27 Mar Great risk in floating
Mortgage bonds suffered heavy losses yesterday, but were able to find support and bounce higher to begin the trading day today. From a longer term perspective, mortgage bonds are now riding the bottom of a two year channel that has driven rates lower. As long as bonds stay within this channel, rates will improve long term. However, when riding the bottom of a channel there is always risk of a breakout to the downside. Should this happen, we will certainly see rates move higher. Since breakouts are rare and nearly impossible to predict when they happen, it may take significant news to make that happen. In the meantime, we will ride shorter term channels up, sideways and down as we maintain the longer term channel.

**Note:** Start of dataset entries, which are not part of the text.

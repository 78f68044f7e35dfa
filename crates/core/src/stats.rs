/// Upper median of `values` (the element at `len / 2` after sorting), or `fallback`
/// when there are no values.
pub fn median_or(values: impl IntoIterator<Item = f64>, fallback: f64) -> f64 {
    let mut sorted: Vec<f64> = values.into_iter().collect();
    if sorted.is_empty() {
        return fallback;
    }
    sorted.sort_by(f64::total_cmp);
    sorted[sorted.len() / 2]
}
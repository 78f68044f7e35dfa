use std::sync::OnceLock;

use regex::Regex;

use crate::config::{CleanerConfig, ConfigError, Correction};

fn re_ampersand() -> &'static Regex {
    static R: OnceLock<Regex> = OnceLock::new();
    R.get_or_init(|| Regex::new(r"(\w)&(\w)").expect("invalid regex"))
}

fn re_multi_space() -> &'static Regex {
    static R: OnceLock<Regex> = OnceLock::new();
    R.get_or_init(|| Regex::new(r" {2,}").expect("invalid regex"))
}

struct CompiledRule {
    regex: Regex,
    replacement: String,
}

/// Normalizes recognizer text: known misreads, glued tokens, `&` spacing, runs of spaces.
///
/// Passes run in a fixed order; each one sees the output of the previous.
pub struct TextCleaner {
    corrections: Vec<Correction>,
    rules: Vec<CompiledRule>,
}

impl Default for TextCleaner {
    fn default() -> Self {
        Self::new(&CleanerConfig::default()).expect("built-in spacing rules must compile")
    }
}

impl TextCleaner {
    pub fn new(config: &CleanerConfig) -> Result<Self, ConfigError> {
        let rules = config
            .spacing_rules
            .iter()
            .map(|r| {
                let regex = Regex::new(&r.pattern).map_err(|source| ConfigError::Regex {
                    pattern: r.pattern.clone(),
                    source,
                })?;
                Ok(CompiledRule { regex, replacement: r.replacement.clone() })
            })
            .collect::<Result<Vec<_>, ConfigError>>()?;

        Ok(Self { corrections: config.corrections.clone(), rules })
    }

    pub fn clean(&self, text: &str) -> String {
        if text.is_empty() {
            return String::new();
        }

        // Literal substring replacement, so a key inside a longer word still matches.
        let mut cleaned = text.to_string();
        for c in &self.corrections {
            if !c.wrong.is_empty() && cleaned.contains(c.wrong.as_str()) {
                cleaned = cleaned.replace(c.wrong.as_str(), &c.right);
            }
        }

        for rule in &self.rules {
            cleaned = rule.regex.replace_all(&cleaned, rule.replacement.as_str()).into_owned();
        }

        // Matches cannot overlap, so "a&b&c" needs a second sweep for the middle pair.
        while re_ampersand().is_match(&cleaned) {
            cleaned = re_ampersand().replace_all(&cleaned, "${1} & ${2}").into_owned();
        }

        re_multi_space().replace_all(&cleaned, " ").trim().to_string()
    }
}

#[cfg(test)]
mod tests {
    use super::*;
    use crate::config::SpacingRule;

    fn clean(text: &str) -> String {
        TextCleaner::default().clean(text)
    }

    #[test]
    fn empty_input_is_unchanged() {
        assert_eq!(clean(""), "");
    }

    #[test]
    fn dictionary_fixes_known_misreads() {
        assert_eq!(clean("Subtotai $10.00"), "Subtotal $10.00");
        assert_eq!(clean("Totai 4.50"), "Total 4.50");
        assert_eq!(clean("TAx 0.40"), "Tax 0.40");
        assert_eq!(clean("QTY 2"), "Qty 2");
    }

    #[test]
    fn dictionary_replaces_inside_words() {
        assert_eq!(clean("Bigltem"), "BigItem");
    }

    #[test]
    fn digit_glued_to_items_or_units() {
        assert_eq!(clean("3Items"), "3 Items");
        assert_eq!(clean("12units left"), "12 units left");
        assert_eq!(clean("1Item"), "1 Item");
    }

    #[test]
    fn closing_paren_glued_to_capitalized_word() {
        assert_eq!(clean("(2)Apples"), "(2) Apples");
        // Two letters is too short to count as a word.
        assert_eq!(clean("(2)Ab"), "(2)Ab");
    }

    #[test]
    fn lowercase_glued_to_summary_keywords() {
        assert_eq!(clean("FoodTotal $5.00"), "Food Total $5.00");
        assert_eq!(clean("SalesTax 0.80"), "Sales Tax 0.80");
        assert_eq!(clean("groceriesSubtotal 9.00"), "groceries Subtotal 9.00");
        assert_eq!(clean("itemTOTAL 1.00"), "item TOTAL 1.00");
    }

    #[test]
    fn subtotal_is_not_split() {
        assert_eq!(clean("Subtotal $10.00"), "Subtotal $10.00");
        assert_eq!(clean("subtotal $10.00"), "subtotal $10.00");
        assert_eq!(clean("SubTotal $10.00"), "Subtotal $10.00");
        assert_eq!(clean("Syntax"), "Syntax");
    }

    #[test]
    fn ampersand_gets_spaces() {
        assert_eq!(clean("Salt&Pepper"), "Salt & Pepper");
        assert_eq!(clean("a&b&c"), "a & b & c");
        assert_eq!(clean("Fish & Chips"), "Fish & Chips");
    }

    #[test]
    fn whitespace_is_collapsed_and_trimmed() {
        assert_eq!(clean("  Milk    $3.50  "), "Milk $3.50");
    }

    #[test]
    fn cleaning_is_idempotent() {
        let cleaner = TextCleaner::default();
        for s in [
            "Subtotai $10.00",
            "a&b&c&d&e",
            "3Items(2)ApplesFoodTotal",
            "  ltems   QTY  ",
            "SalesTAx 1.00",
            "Fish&Chips  x2",
            "",
        ] {
            let once = cleaner.clean(s);
            assert_eq!(cleaner.clean(&once), once, "not idempotent for {s:?}");
        }
    }

    #[test]
    fn custom_tables_replace_builtins() {
        let cleaner = TextCleaner::new(&CleanerConfig {
            corrections: vec![Correction { wrong: "0range".into(), right: "Orange".into() }],
            spacing_rules: vec![SpacingRule { pattern: r"(\d)(kg)".into(), replacement: "${1} ${2}".into() }],
        })
        .unwrap();
        assert_eq!(cleaner.clean("0range 2kg"), "Orange 2 kg");
        // Built-in corrections are gone.
        assert_eq!(cleaner.clean("Totai"), "Totai");
    }

    #[test]
    fn invalid_rule_is_reported() {
        let err = TextCleaner::new(&CleanerConfig {
            corrections: vec![],
            spacing_rules: vec![SpacingRule { pattern: "(unclosed".into(), replacement: "".into() }],
        })
        .err()
        .unwrap();
        assert!(matches!(err, ConfigError::Regex { ref pattern, .. } if pattern == "(unclosed"));
    }
}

GDP for the 4th quarter of 2014 was reported this morning to be at 2.2%. Although not terrible, it was beneath the 2.4% anticipated and well below what we need to sustain in order to see long term improvement to wages, the job market and overall economic stability. In reality, we need to see GDP in the 4% + range for this to happen. We are a long shot from that level. Considering that the 4th quarter often brings in strong numbers, it can be reasonably assumed that we will see an even lower number for the 1st quarter of 2015. The cold winter months of January – March often slow economic growth. We will have to see what the preliminary number is when it is released in April.
With volatility in the bond market continuing, there is great risk in floating. Rates are great today, making now a wonderful day to lock.